Sometimes we may not know what is best to ask - I remember when my mother was unconscious after her stroke, we didn't know whether to pray for recovery or release. But even when we have no words, God can understand the prayers of our hearts, for God's spirit can make sense of our deepest groans.
In this story, we don't hear Jesus praying out loud. Sometimes in the Gospels he does, but often to remind everyone that it's God who is the source of his actions. For like Elijah, what Jesus does draws attention not to himself, but to God. In Zarephath the widow exclaims to Elijah, "Now I know that you are a man of God, and that the word of the LORD in your mouth is truth." And in Nain ‘they glorified God, saying, "A great prophet has risen among us!" and "God has looked favourably on his people!"' Sometimes Christians may be tempted to pray out loud and ostentatiously so others will marvel at how good and holy they are - this is a temptation ministers face. I suspect people in this church are more likely to pretend they're not praying at all, just to stop anyone else thinking they're behaving like Holy Willie, the hypocritical Elder of the Kirk in Burns' poem, who speaks fair and does foul. But we need not be ashamed of saying our prayers openly, for they point to the God in whom we trust.
Yet is it worth our praying?

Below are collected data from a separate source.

// ============================================================================
// LazyFX - Convertisseur de devises et taux en direct
// ============================================================================
// Programme TUI avec un convertisseur (montant, paire de devises, tendance)
// et un tableau de taux relatifs à une devise de base.
// Les données viennent de l'API Frankfurter (taux BCE).
//
// CONCEPTS RUST CLÉS :
// 1. Terminal raw mode : contrôle total du terminal
// 2. Event loop : boucle infinie qui gère événements et rendering
// 3. Worker thread : les appels réseau ne bloquent jamais l'UI
// 4. Channels mpsc : commandes vers le worker, résultats vers l'UI
// ============================================================================

use std::io;
use std::sync::mpsc;

use anyhow::{Context, Result};
use crossterm::{
    execute,
    terminal::{disable_raw_mode, enable_raw_mode, EnterAlternateScreen, LeaveAlternateScreen},
};
use ratatui::{backend::CrosstermBackend, Terminal};
use tracing::{debug, error, info};

use lazyfx::api::FrankfurterClient;
use lazyfx::app::App;
use lazyfx::config::Config;
use lazyfx::ui::{events::EventHandler, render};
use lazyfx::worker::{spawn_background_worker, AppCommand, AppResult};

// ============================================================================
// Initialisation du logging
// ============================================================================
// CONCEPT : Logging dans une app TUI
// - Les println! ne fonctionnent pas une fois le TUI lancé
// - On log vers un fichier à la place, avec rotation quotidienne
// ============================================================================

/// Initialise le système de logging vers fichier
///
/// # Utilisation
/// ```bash
/// # Voir les logs en temps réel
/// tail -f ~/.local/share/lazyfx/logs/lazyfx.log.*
///
/// # Contrôler le niveau de log
/// RUST_LOG=debug cargo run
/// RUST_LOG=lazyfx=trace cargo run
/// ```
fn init_logging(config: &Config) -> Result<()> {
    use tracing_appender::rolling::{RollingFileAppender, Rotation};
    use tracing_subscriber::{layer::SubscriberExt, util::SubscriberInitExt};

    let log_dir = config.log_dir.clone();

    // Crée le répertoire s'il n'existe pas
    std::fs::create_dir_all(&log_dir).context("Échec de la création du répertoire de logs")?;

    // Nouveau fichier chaque jour (lazyfx.log.2024-03-01)
    let file_appender = RollingFileAppender::new(Rotation::DAILY, log_dir.clone(), "lazyfx.log");

    tracing_subscriber::registry()
        .with(
            tracing_subscriber::fmt::layer()
                .with_writer(file_appender) // Écrit dans le fichier
                .with_ansi(false) // Pas de codes couleur dans le fichier
                .with_target(true) // Inclut le module (ex: lazyfx::api::frankfurter)
                .with_thread_ids(true) // UI et worker sont sur des threads différents
                .with_line_number(true),
        )
        .with(
            // Par défaut : debug pour lazyfx, info pour les dépendances
            tracing_subscriber::EnvFilter::try_from_default_env()
                .unwrap_or_else(|_| "lazyfx=debug,info".into()),
        )
        .try_init()
        .context("Échec de l'initialisation du subscriber tracing")?;

    info!(?log_dir, "Logging initialisé");
    Ok(())
}

// ============================================================================
// Point d'entrée du programme
// ============================================================================

fn main() -> Result<()> {
    let config = Config::from_env();

    // Si l'init échoue, on affiche l'erreur et on continue sans logs
    init_logging(&config).unwrap_or_else(|e| {
        eprintln!("⚠️  Warning: Failed to initialize logging: {:#}", e);
        eprintln!("   Continuing without logging...");
    });

    info!(api_url = %config.api_url, "LazyFX starting up");

    let client = FrankfurterClient::new(&config.api_url)?;

    // Channels pour communiquer avec le worker
    // - command_tx/rx : commandes vers le worker
    // - result_tx/rx : résultats vers l'event loop
    let (command_tx, command_rx) = mpsc::channel::<AppCommand>();
    let (result_tx, result_rx) = mpsc::channel::<AppResult>();

    info!("Spawning background worker thread");
    let worker = spawn_background_worker(client, command_rx, result_tx);

    // État initial : catalogue, paire USD → EUR et table en base USD
    let mut app = App::new();
    for command in app.start() {
        send_command(&mut app, &command_tx, command);
    }

    debug!("Setting up terminal");
    let mut terminal = setup_terminal()?;

    let events = EventHandler::new();

    info!("Starting event loop");
    let result = run(&mut terminal, &mut app, &events, &command_tx, &result_rx);

    // Restaure le terminal (même en cas d'erreur)
    debug!("Restoring terminal");
    restore_terminal(&mut terminal)?;

    // Ferme le channel : le worker sort de sa boucle
    drop(command_tx);
    if worker.join().is_err() {
        error!("Worker thread panicked");
    }

    match &result {
        Ok(_) => info!("Application exited normally"),
        Err(e) => error!(error = ?e, "Application exited with error"),
    }

    result
}

// ============================================================================
// Event Loop Principal
// ============================================================================
// À chaque itération :
//   0. Appliquer les résultats du worker
//   1. Dessiner l'interface (render)
//   2. Traiter les événements (input)
//   3. Mettre à jour l'état (tick)
// ============================================================================

/// Exécute la boucle principale de l'application
fn run(
    terminal: &mut Terminal<CrosstermBackend<io::Stdout>>,
    app: &mut App,
    events: &EventHandler,
    command_tx: &mpsc::Sender<AppCommand>,
    result_rx: &mpsc::Receiver<AppResult>,
) -> Result<()> {
    let mut worker_alive = true;

    while app.is_running() {
        // 0. RÉSULTATS : tous ceux arrivés depuis la dernière frame
        // Une fois le worker disparu, le channel n'est plus relu
        if worker_alive {
            worker_alive = app.apply_pending(result_rx);
        }

        // 1. RENDER
        terminal.draw(|frame| render(frame, app))?;

        // 2. INPUT
        match events.next() {
            Ok(event) => handle_event(app, event, command_tx),
            Err(e) => debug!(error = ?e, "Failed to read terminal event"),
        }

        // 3. UPDATE
        app.tick();
    }

    Ok(())
}

// ============================================================================
// Gestion des événements
// ============================================================================

/// Traite un événement et met à jour l'état de l'application
///
/// CONCEPT RUST : Pattern matching avec guards
/// - Guard clauses (if) pour filtrer les événements
/// - Les méthodes de App renvoient la commande éventuelle à envoyer
fn handle_event(app: &mut App, event: lazyfx::ui::events::Event, command_tx: &mpsc::Sender<AppCommand>) {
    use lazyfx::app::Focus;
    use lazyfx::ui::events::{
        get_char_from_event, is_amount_char_event, is_backspace_event, is_down_event,
        is_next_field_event, is_previous_field_event, is_quit_event, is_up_event, Event,
    };

    match event {
        Event::Key(_) if is_quit_event(&event) => {
            // Two-step quit : première pression = confirmation
            if app.is_awaiting_quit_confirmation() {
                info!("User confirmed quit");
                app.quit();
            } else {
                info!("User requested quit (awaiting confirmation)");
                app.request_quit();
            }
        }

        // Tant que le catalogue n'est pas chargé (ou en erreur),
        // seule la touche 'q' est active
        Event::Key(_) if !app.is_ready() => {
            app.cancel_quit();
        }

        Event::Key(_) if is_next_field_event(&event) => {
            app.cancel_quit();
            app.focus_next();
            debug!(focus = ?app.focus, "User moved to next field");
        }
        Event::Key(_) if is_previous_field_event(&event) => {
            app.cancel_quit();
            app.focus_previous();
            debug!(focus = ?app.focus, "User moved to previous field");
        }

        // Saisie du montant : jamais de requête réseau
        Event::Key(_) if is_amount_char_event(&event) && app.focus == Focus::Amount => {
            app.cancel_quit();
            if let Some(c) = get_char_from_event(&event) {
                app.append_amount_char(c);
            }
        }
        Event::Key(_) if is_backspace_event(&event) && app.focus == Focus::Amount => {
            app.cancel_quit();
            app.amount_backspace();
        }

        // Sélecteurs de devises
        Event::Key(_) if is_up_event(&event) => {
            app.cancel_quit();
            if let Some(command) = app.select_previous() {
                send_command(app, command_tx, command);
            }
        }
        Event::Key(_) if is_down_event(&event) => {
            app.cancel_quit();
            if let Some(command) = app.select_next() {
                send_command(app, command_tx, command);
            }
        }

        Event::Key(_) => {
            // Toute autre touche : annule la confirmation de quit
            app.cancel_quit();
        }

        Event::Tick => {}
    }
}

/// Envoie une commande au worker
///
/// Si le worker est mort, la requête n'aboutira jamais : App arrête ses spinners.
fn send_command(app: &mut App, command_tx: &mpsc::Sender<AppCommand>, command: AppCommand) {
    debug!(?command, "Sending command to worker");
    if command_tx.send(command).is_err() {
        error!("Worker channel closed, command dropped");
        app.worker_lost();
    }
}

// ============================================================================
// Setup et restauration du terminal
// ============================================================================
// IMPORTANT : Toujours restaurer le terminal avant de quitter !
// ============================================================================

/// Configure le terminal en mode TUI (raw mode + alternate screen)
fn setup_terminal() -> Result<Terminal<CrosstermBackend<io::Stdout>>> {
    enable_raw_mode()?;

    let mut stdout = io::stdout();
    execute!(stdout, EnterAlternateScreen)?;

    let backend = CrosstermBackend::new(stdout);
    Terminal::new(backend).map_err(|e| e.into())
}

/// Restaure le terminal à son état normal
fn restore_terminal(terminal: &mut Terminal<CrosstermBackend<io::Stdout>>) -> Result<()> {
    disable_raw_mode()?;
    execute!(terminal.backend_mut(), LeaveAlternateScreen)?;
    terminal.show_cursor()?;
    Ok(())
}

For we know that not all prayers, however honest and heartfelt, are answered yes. To see that, we have only to look to Jesus in Gethsemane, asking for a way out of crucifixion; or, indeed, to so much suffering in the world before and since his death. How can we make sense of such experience alongside the Bible stories we have read today, bearing witness to new life out of death? Maybe our psalm can help. It speaks openly of suffering and death, mourning and a cry for help. Yet like many of the psalms of lament, it also describes a turnaround from woundedness to healing, from sorrow to joy. If we have the courage to share our situation with God through prayer, that can be our experience too.
Columba was a soldier before he was a saint, and the second hymn of his we sing this morning uses the language of battle to describe Christ's death. Today we remember the 66th anniversary of D-Day, when Allied troops began the invasion of Europe which would lead to the defeat of Nazism, though then the outcome was not at all certain. 2000 years earlier, God's victory over death was inaugurated by Jesus' resurrection. And our Christian journey through life - whether we stay put or move on - is shaped by that battle, and by that victory.